Back in the day, two friends and I started a business. We were a good mix of skills, dispositions, and work ethic. One of the partners, Jack, was the best project manager I ever encountered. His staff loved him, and the clients always wanted to know if Jack was managing their particular project. We had one client in the Midwest that made a very large contract contingent on Jack being the manager. That was fine. Jack had a demand of his own – and it was non-negotiable. The client waivered, but Jack held firm. He was clear, convicted, and certain: no matter what, he would be attending the Summer Olympics and the World Track and Field championships. That was his non-negotiable: his vacation.
I had my “non-negotiable” vacation time, too. But I have to say I was not as clear, forthright, and bold as Jack. I just made it work, quietly, without a lot of fanfare or attention. I always took vacation to free up the whole week before Easter. I took time off to relax, visit people, take long bike rides and decompress so I would be ready to celebrate Holy Thursday, Good Friday, the Easter Vigil, and Easter Sunday. I have to admit, I did not pay a lot of attention to Palm Sunday.
Palm Sunday is the gateway to Holy Week; the context is set today in the holy words we proclaim.
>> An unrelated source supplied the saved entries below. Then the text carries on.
//! Batch execution across a collection of acquisitions.
//!
//! Each input gets a fresh parameter snapshot and runs in isolation on a
//! bounded worker pool; one bad file never aborts the run. Report entries
//! keep the input order regardless of execution order.

use std::path::{Path, PathBuf};
use std::sync::Arc;

use indicatif::ProgressBar;
use log::{debug, info, warn};
use rayon::prelude::*;

use crate::config::ConfigStore;
use crate::engine::ReconEngine;
use crate::formats::{FormatBridge, VolumeReader};
use crate::job::{CancelToken, Job};
use crate::otf::{OtfCache, OtfManager, PsfKeying};
use crate::report::{JobRecord, RunReport};

pub struct BatchRunner {
    store: ConfigStore,
    reader: Arc<dyn VolumeReader>,
    engine: Arc<dyn ReconEngine>,
    cache: Arc<OtfCache>,
    psf: Option<PathBuf>,
    otf_overrides: Vec<(u32, PathBuf)>,
    keying: PsfKeying,
    output_dir: Option<PathBuf>,
    work_dir: Option<PathBuf>,
    workers: usize,
    max_retries: u32,
    cancel: CancelToken,
    progress: Option<ProgressBar>,
}
impl BatchRunner {
    pub fn new(
        store: ConfigStore,
        reader: Arc<dyn VolumeReader>,
        engine: Arc<dyn ReconEngine>,
        cache: Arc<OtfCache>,
    ) -> Self {
        Self {
            store,
            reader,
            engine,
            cache,
            psf: None,
            otf_overrides: Vec::new(),
            keying: PsfKeying::ContentHash,
            output_dir: None,
            work_dir: None,
            workers: 1,
            max_retries: 0,
            cancel: CancelToken::new(),
            progress: None,
        }
    }
    /// PSF capture OTFs are generated from.
    pub fn psf(self, path: impl Into<PathBuf>) -> Self {
        Self {
            psf: Some(path.into()),
            ..self
        }
    }
    /// Use a pre-built OTF for one wavelength instead of generating.
    pub fn override_otf(mut self, wavelength: u32, path: impl Into<PathBuf>) -> Self {
        self.otf_overrides.push((wavelength, path.into()));
        self
    }
    pub fn keying(self, keying: PsfKeying) -> Self {
        Self { keying, ..self }
    }
    /// Directory final artifacts land in; next to each input if unset.
    pub fn output_dir(self, dir: impl Into<PathBuf>) -> Self {
        Self {
            output_dir: Some(dir.into()),
            ..self
        }
    }
    /// Directory for converted intermediates; the output directory if unset.
    pub fn work_dir(self, dir: impl Into<PathBuf>) -> Self {
        Self {
            work_dir: Some(dir.into()),
            ..self
        }
    }
    pub fn workers(self, workers: usize) -> Self {
        Self {
            workers: workers.max(1),
            ..self
        }
    }
    /// Retry budget for transient engine failures.
    pub fn max_retries(self, max_retries: u32) -> Self {
        Self {
            max_retries,
            ..self
        }
    }
    pub fn progress(self, progress: ProgressBar) -> Self {
        Self {
            progress: Some(progress),
            ..self
        }
    }
    /// Shared stop signal; tripping it skips jobs that have not started.
    pub fn cancel_token(&self) -> CancelToken {
        self.cancel.clone()
    }

    /// Run every input to a terminal state and aggregate the report.
    ///
    /// Never returns an error: per-job failures are recorded in the report
    /// and the caller decides overall policy.
    pub fn run(&self, inputs: &[PathBuf]) -> RunReport {
        let bridge = FormatBridge::new(self.reader.clone());
        let mut otfs = OtfManager::new(self.cache.clone()).keying(self.keying);
        if let Some(psf) = &self.psf {
            otfs = otfs.psf(psf);
        }
        if let Some(dir) = &self.work_dir {
            otfs = otfs.otf_dir(dir);
        }
        for (wavelength, path) in &self.otf_overrides {
            otfs = otfs.override_otf(*wavelength, path);
        }

        info!(
            "running {} jobs on {} workers",
            inputs.len(),
            self.workers
        );
        let pool = rayon::ThreadPoolBuilder::new()
            .num_threads(self.workers)
            .build();
        let records: Vec<JobRecord> = match pool {
            Ok(pool) => pool.install(|| {
                inputs
                    .par_iter()
                    .map(|input| self.run_one(input, &bridge, &otfs))
                    .collect()
            }),
            // degraded but correct: same jobs, one at a time
            Err(error) => {
                warn!("worker pool unavailable ({}), running sequentially", error);
                inputs
                    .iter()
                    .map(|input| self.run_one(input, &bridge, &otfs))
                    .collect()
            }
        };
        if let Some(progress) = &self.progress {
            progress.finish();
        }
        RunReport::new(records)
    }

    fn run_one(&self, input: &Path, bridge: &FormatBridge, otfs: &OtfManager) -> JobRecord {
        let record = if self.cancel.is_cancelled() {
            debug!("batch cancelled, skipping {}", input.display());
            JobRecord::skipped(input)
        } else {
            match self.store.resolve() {
                // each job gets its own snapshot
                Ok(params) => {
                    let output_dir = self
                        .output_dir
                        .clone()
                        .unwrap_or_else(|| parent_dir(input));
                    let work_dir = self.work_dir.clone().unwrap_or_else(|| output_dir.clone());
                    Job::new(input, params)
                        .run(
                            bridge,
                            otfs,
                            self.engine.as_ref(),
                            &work_dir,
                            &output_dir,
                            self.max_retries,
                            &self.cancel,
                        )
                        .into()
                }
                Err(error) => {
                    warn!("{}: {}", input.display(), error);
                    JobRecord::config_failure(input, &error)
                }
            }
        };
        if let Some(progress) = &self.progress {
            progress.inc(1);
        }
        record
    }
}

fn parent_dir(input: &Path) -> PathBuf {
    input
        .parent()
        .filter(|parent| !parent.as_os_str().is_empty())
        .map(Path::to_path_buf)
        .unwrap_or_else(|| PathBuf::from("."))
}

#[cfg(test)]
mod tests {
    use super::*;
    use crate::config::{keys, Layer, ParameterSet};
    use crate::engine::EngineFailure;
    use crate::formats::tests::StubReader;
    use crate::job::JobStatus;
    use std::fs;
    use std::sync::atomic::{AtomicUsize, Ordering};
    use std::time::Duration;

    struct CountingEngine {
        otf_calls: AtomicUsize,
        recon_calls: AtomicUsize,
        otf_delay: Option<Duration>,
    }
    impl CountingEngine {
        fn new() -> Self {
            Self {
                otf_calls: AtomicUsize::new(0),
                recon_calls: AtomicUsize::new(0),
                otf_delay: None,
            }
        }
        fn slow_otf(delay: Duration) -> Self {
            Self {
                otf_delay: Some(delay),
                ..Self::new()
            }
        }
    }
    impl ReconEngine for CountingEngine {
        fn make_otf(
            &self,
            _psf: &Path,
            dest: &Path,
            _params: &ParameterSet,
        ) -> Result<(), EngineFailure> {
            if let Some(delay) = self.otf_delay {
                std::thread::sleep(delay);
            }
            self.otf_calls.fetch_add(1, Ordering::SeqCst);
            fs::write(dest, b"OTF").map_err(|_| EngineFailure::from_parts(Some(1), "write"))
        }
        fn reconstruct(
            &self,
            _volume: &Path,
            _otf: &Path,
            _params: &ParameterSet,
            dest: &Path,
        ) -> Result<PathBuf, EngineFailure> {
            self.recon_calls.fetch_add(1, Ordering::SeqCst);
            fs::write(dest, b"REC").map_err(|_| EngineFailure::from_parts(Some(1), "write"))?;
            Ok(dest.to_path_buf())
        }
    }

    fn store() -> ConfigStore {
        ConfigStore::new().preset(Layer::preset("imaging").set(keys::WAVELENGTH, 488i64))
    }

    fn runner(dir: &Path, engine: Arc<CountingEngine>) -> BatchRunner {
        let psf = dir.join("psf_488.dv");
        fs::write(&psf, b"PSF").unwrap();
        BatchRunner::new(
            store(),
            Arc::new(StubReader::single_channel()),
            engine,
            Arc::new(OtfCache::new()),
        )
        .psf(&psf)
        .output_dir(dir.join("out"))
        .work_dir(dir.join("work"))
    }

    fn inputs(dir: &Path, names: &[&str]) -> Vec<PathBuf> {
        names
            .iter()
            .map(|name| {
                let path = dir.join(name);
                fs::write(&path, b"DV").unwrap();
                path
            })
            .collect()
    }

    #[test]
    fn one_bad_input_does_not_halt_the_batch() {
        let dir = tempfile::tempdir().unwrap();
        let engine = Arc::new(CountingEngine::new());
        let runner = runner(dir.path(), engine.clone());

        let mut files = inputs(dir.path(), &["a_488.dv", "c_488.dv"]);
        files.insert(1, dir.path().join("b_488.dv")); // never written

        let report = runner.run(&files);
        assert_eq!(report.len(), 3);
        assert_eq!(report.succeeded, 2);
        assert_eq!(report.failed, 1);
        let statuses: Vec<_> = report.records().iter().map(|r| r.status).collect();
        assert_eq!(
            statuses,
            [JobStatus::Succeeded, JobStatus::Failed, JobStatus::Succeeded]
        );
        assert_eq!(report.records()[1].error_kind.as_deref(), Some("io"));
        assert_eq!(engine.recon_calls.load(Ordering::SeqCst), 2);
    }

    #[test]
    fn config_failure_aborts_jobs_before_any_engine_work() {
        let dir = tempfile::tempdir().unwrap();
        let engine = Arc::new(CountingEngine::new());
        let psf = dir.path().join("psf.dv");
        fs::write(&psf, b"PSF").unwrap();
        // no layer supplies the required wavelength
        let runner = BatchRunner::new(
            ConfigStore::new(),
            Arc::new(StubReader::single_channel()),
            engine.clone(),
            Arc::new(OtfCache::new()),
        )
        .psf(&psf);

        let report = runner.run(&inputs(dir.path(), &["a_488.dv", "b_488.dv"]));
        assert_eq!(report.failed, 2);
        for record in report.records() {
            assert_eq!(record.error_kind.as_deref(), Some("missing-required"));
            assert_eq!(record.attempts, 0);
        }
        assert_eq!(engine.otf_calls.load(Ordering::SeqCst), 0);
        assert_eq!(engine.recon_calls.load(Ordering::SeqCst), 0);
    }

    #[test]
    fn tripped_token_skips_remaining_jobs() {
        let dir = tempfile::tempdir().unwrap();
        let engine = Arc::new(CountingEngine::new());
        let runner = runner(dir.path(), engine.clone());
        runner.cancel_token().cancel();

        let report = runner.run(&inputs(dir.path(), &["a_488.dv", "b_488.dv"]));
        assert_eq!(report.skipped, 2);
        assert_eq!(report.succeeded, 0);
        assert_eq!(engine.recon_calls.load(Ordering::SeqCst), 0);
    }

    #[test]
    fn workers_share_one_otf_generation() {
        let dir = tempfile::tempdir().unwrap();
        let engine = Arc::new(CountingEngine::slow_otf(Duration::from_millis(30)));
        let runner = runner(dir.path(), engine.clone()).workers(4);

        let report = runner.run(&inputs(
            dir.path(),
            &["a_488.dv", "b_488.dv", "c_488.dv", "d_488.dv"],
        ));
        assert_eq!(report.succeeded, 4);
        assert_eq!(engine.otf_calls.load(Ordering::SeqCst), 1);
        assert_eq!(engine.recon_calls.load(Ordering::SeqCst), 4);
    }

    #[test]
    fn report_entries_carry_parameter_provenance() {
        let dir = tempfile::tempdir().unwrap();
        let engine = Arc::new(CountingEngine::new());
        let psf = dir.path().join("psf_488.dv");
        fs::write(&psf, b"PSF").unwrap();
        let runner = BatchRunner::new(
            store().overrides(Layer::overrides().set(keys::ZSTEP, 0.2)),
            Arc::new(StubReader::single_channel()),
            engine,
            Arc::new(OtfCache::new()),
        )
        .psf(&psf)
        .output_dir(dir.path().join("out"));

        let report = runner.run(&inputs(dir.path(), &["a.dv", "b.dv"]));
        assert_eq!(report.len(), 2);
        for record in report.records() {
            assert_eq!(
                record.provenance.get("wavelength").map(String::as_str),
                Some("preset:imaging")
            );
            assert_eq!(
                record.provenance.get("zstep").map(String::as_str),
                Some("override")
            );
        }
    }

    #[test]
    fn outputs_land_next_to_inputs_by_default() {
        let dir = tempfile::tempdir().unwrap();
        let engine = Arc::new(CountingEngine::new());
        let psf = dir.path().join("psf_488.dv");
        fs::write(&psf, b"PSF").unwrap();
        let runner = BatchRunner::new(
            store(),
            Arc::new(StubReader::single_channel()),
            engine,
            Arc::new(OtfCache::new()),
        )
        .psf(&psf);

        let report = runner.run(&inputs(dir.path(), &["cell_488.dv"]));
        assert_eq!(
            report.records()[0].output.as_deref(),
            Some(dir.path().join("cell_488_recon.mrc").as_path())
        );
    }
}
Although most everyone calls it “Palm Sunday,” today is properly called “Palm Sunday of the Lord’s Passion.” Lots of people are surprised that the Palm Sunday gospel proclamation is part of the entrance procession, and that the Gospel is the reading of the Passion. At one point in my life I distinctly remember thinking that reading the Passion was jumping the gun a bit. I mean, won’t Good Friday arrive in its own good time? Can’t we wait to hear about the Last Supper, the betrayal, Gethsemane, the trials, Pontius Pilate, scourging, the crucifixion, and Jesus dead, laid in a tomb? What is the rush?
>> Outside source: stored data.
use anyhow::{Context, Result};
use serde_json::{json, Value};
use std::ffi::OsString;
use std::fs;
use std::panic::Location;
use std::path::{Path, PathBuf};
use std::process::Command;

/// What produced an output file: subcommand name, its parameters, and inputs.
pub struct Payload {
    pub op: &'static str,
    pub params: Value,
    pub inputs: Vec<String>,
}

impl Payload {
    pub fn new(op: &'static str, params: Value) -> Self {
        Self {
            op,
            params,
            inputs: Vec::new(),
        }
    }

    pub fn with_input(mut self, input: &Path) -> Self {
        self.inputs.push(input.to_string_lossy().into_owned());
        self
    }
}

/// JSON block shared by sidecars and `report`.
pub fn document(payload: &Payload, outputs: &[String]) -> Value {
    json!({
        "code_rev": current_git_rev(),
        "prims_version": layout_prims::VERSION,
        "op": payload.op,
        "params": payload.params,
        "inputs": payload.inputs,
        "outputs": outputs,
    })
}

/// Write `<artifact>.provenance.json` next to `artifact`.
#[track_caller]
pub fn write_sidecar<P: AsRef<Path>>(artifact: P, payload: Payload) -> Result<PathBuf> {
    let artifact = artifact.as_ref();
    let provenance_path = provenance_path(artifact);
    if let Some(parent) = provenance_path.parent() {
        if !parent.as_os_str().is_empty() {
            fs::create_dir_all(parent)
                .with_context(|| format!("creating provenance dir {}", parent.display()))?;
        }
    }

    let callsite = Location::caller();
    let mut doc = document(&payload, &[artifact.to_string_lossy().into_owned()]);
    doc["callsite"] = json!({
        "file": callsite.file(),
        "line": callsite.line()
    });
    fs::write(&provenance_path, serde_json::to_vec_pretty(&doc)?)
        .with_context(|| format!("writing {}", provenance_path.display()))?;
    tracing::debug!(path = %provenance_path.display(), "provenance sidecar");
    Ok(provenance_path)
}

fn provenance_path(artifact: &Path) -> PathBuf {
    let stem = artifact
        .file_stem()
        .map(|s| s.to_os_string())
        .unwrap_or_else(|| OsString::from("artifact"));
    let mut name = stem;
    name.push(".provenance.json");
    artifact.with_file_name(name)
}

pub fn current_git_rev() -> String {
    if let Some(from_env) = option_env!("GIT_COMMIT") {
        if !from_env.is_empty() {
            return from_env.to_string();
        }
    }
    if let Ok(env_override) = std::env::var("GIT_COMMIT") {
        if !env_override.is_empty() {
            return env_override;
        }
    }
    Command::new("git")
        .args(["rev-parse", "HEAD"])
        .output()
        .ok()
        .and_then(|output| {
            if output.status.success() {
                String::from_utf8(output.stdout)
                    .ok()
                    .map(|s| s.trim().to_string())
            } else {
                None
            }
        })
        .unwrap_or_else(|| "unknown".to_string())
}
One thought is that people don’t attend church on Holy Thursday and Good Friday, and so the Church wants to make sure that they hear the reading of the Passion before Easter. I will admit there is a danger in going from the Palm Sunday shouts of “Hosanna to the Son of David; blessed is he who comes in the name of the Lord; hosanna in the highest;” then jumping to Christ Resurrected. The “danger” is “see, it all works out, Jesus wins,” skipping over the details of Holy Week and thinking the glory of God is revealed in the Resurrection alone.
I think there is something in reading the Passion on Palm Sunday that not only gives us the context for the week, but it also points to the heart of Holy Week. And we need to sit with that memory of the Passion for a few days before we celebrate the particulars of Holy Thursday and Good Friday. We need time to let it rummage around and let it find its home within us to better prepare for those liturgies.
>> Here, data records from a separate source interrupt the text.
//! Error type shared by all primitives.

use std::fmt;

/// Rejected inputs. Each variant is a caller bug, never a numeric outcome.
#[derive(Clone, Debug, PartialEq, Eq)]
pub enum PrimError {
    /// Bounded integer draw with an upper bound `n <= 1`.
    BoundTooSmall { n: usize },
    /// Two vector operands of different length.
    LengthMismatch { left: usize, right: usize },
    /// A buffer holds fewer values than the call needs.
    BufferTooShort { need: usize, have: usize },
    /// A point set declared with `dim == 0`.
    ZeroDimension,
    /// The operation needs at least `need` coordinates per point.
    DimensionTooSmall { dim: usize, need: usize },
    /// Point or gather index outside `[0, len)`.
    IndexOutOfRange { index: usize, len: usize },
}

impl fmt::Display for PrimError {
    fn fmt(&self, f: &mut fmt::Formatter<'_>) -> fmt::Result {
        match self {
            Self::BoundTooSmall { n } => {
                write!(f, "bounded draw needs an upper bound > 1, got {n}")
            }
            Self::LengthMismatch { left, right } => {
                write!(f, "vector length mismatch: {left} vs {right}")
            }
            Self::BufferTooShort { need, have } => {
                write!(f, "buffer too short: need {need} values, have {have}")
            }
            Self::ZeroDimension => write!(f, "point dimension must be > 0"),
            Self::DimensionTooSmall { dim, need } => {
                write!(f, "point dimension {dim} too small, need at least {need}")
            }
            Self::IndexOutOfRange { index, len } => {
                write!(f, "index {index} out of range for length {len}")
            }
        }
    }
}

impl std::error::Error for PrimError {}

#[inline]
pub(crate) fn check_same_len(left: usize, right: usize) -> Result<(), PrimError> {
    if left != right {
        return Err(PrimError::LengthMismatch { left, right });
    }
    Ok(())
}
It has not been that long since we celebrated Christmas when the Son of God and Son of Mary, fully divine and fully human, entered into the fullness of the human condition. Now our Lenten journey has brought us to Holy Week where so many folks focus on all that Jesus suffered for us because of our human condition, stiff-necked and unrepentant as we can be. Even though that is true, I think it misses the mark. It is incomplete at best. Yes, Jesus suffered for us, but Jesus has entered into the part of humanity where darkness dwells; where people are entombed, where there is torture, brokenness, bondage, hopelessness, and abandonment. The place where we hear “Eli, Eli, lema sabachthani? … My God, my God, why have you forsaken me?”, from the voices of the faithful, the lost, the despairing, and those who are afflicted and who feel as though there is no place left for hope; the voices that may be particularly poignant during this pandemic of the coronavirus.
But it is through the betrayal, Gethsemane, the trials, Pontius Pilate, the scourging, and the crucifixion that Jesus enters into the darkest part of humanity: where he is tortured, broken, held in bondage, scourged and crucified and thus helpless in the hands of Roman power, corrupt authorities and betrayal. There is no vestige of human experience untouched by God.
Such is the love of God for us. The glory of God displayed as a Love so vast, a desire that all be saved that runs so deep, that God holds back nothing. Nothing! Not even his only Son. Such love. Such love! It is the glory of God. Holy Week is a journey into the Glory of God, rightly understood.
It is to understand the Mass of the Lord’s Supper on Holy Thursday in a profound way. To understand that the Word of God, condescendere, stepped down in humility to pitch his tent with us. Stepped down to wash His disciples’ feet; knowing that Jesus will step down even further into the full darkness of the human condition. That all will be saved, all will be converted; even the most broken part of our lives. So, when Jesus asks the Apostles on Holy Thursday, “Do you know what I have done for you?” The answer is far richer. Then to sit, watch the altar being stripped as darkness begins to fall within the church, and the grand silence settles, and we wait… and there is a lot of waiting these days. But we also ponder: “Do you know what I have done for you? Do we really understand what He has done for us?
Holy Week begins here on Palm Sunday. By Easter Sunday morning we pray we will be closer to being able to more completely answer the question: “Do you know what I have done for you?” We need time to let it rummage around and let it find its home within us. And this year it seems exactly the celebration we need during this pandemic as we wait and wonder.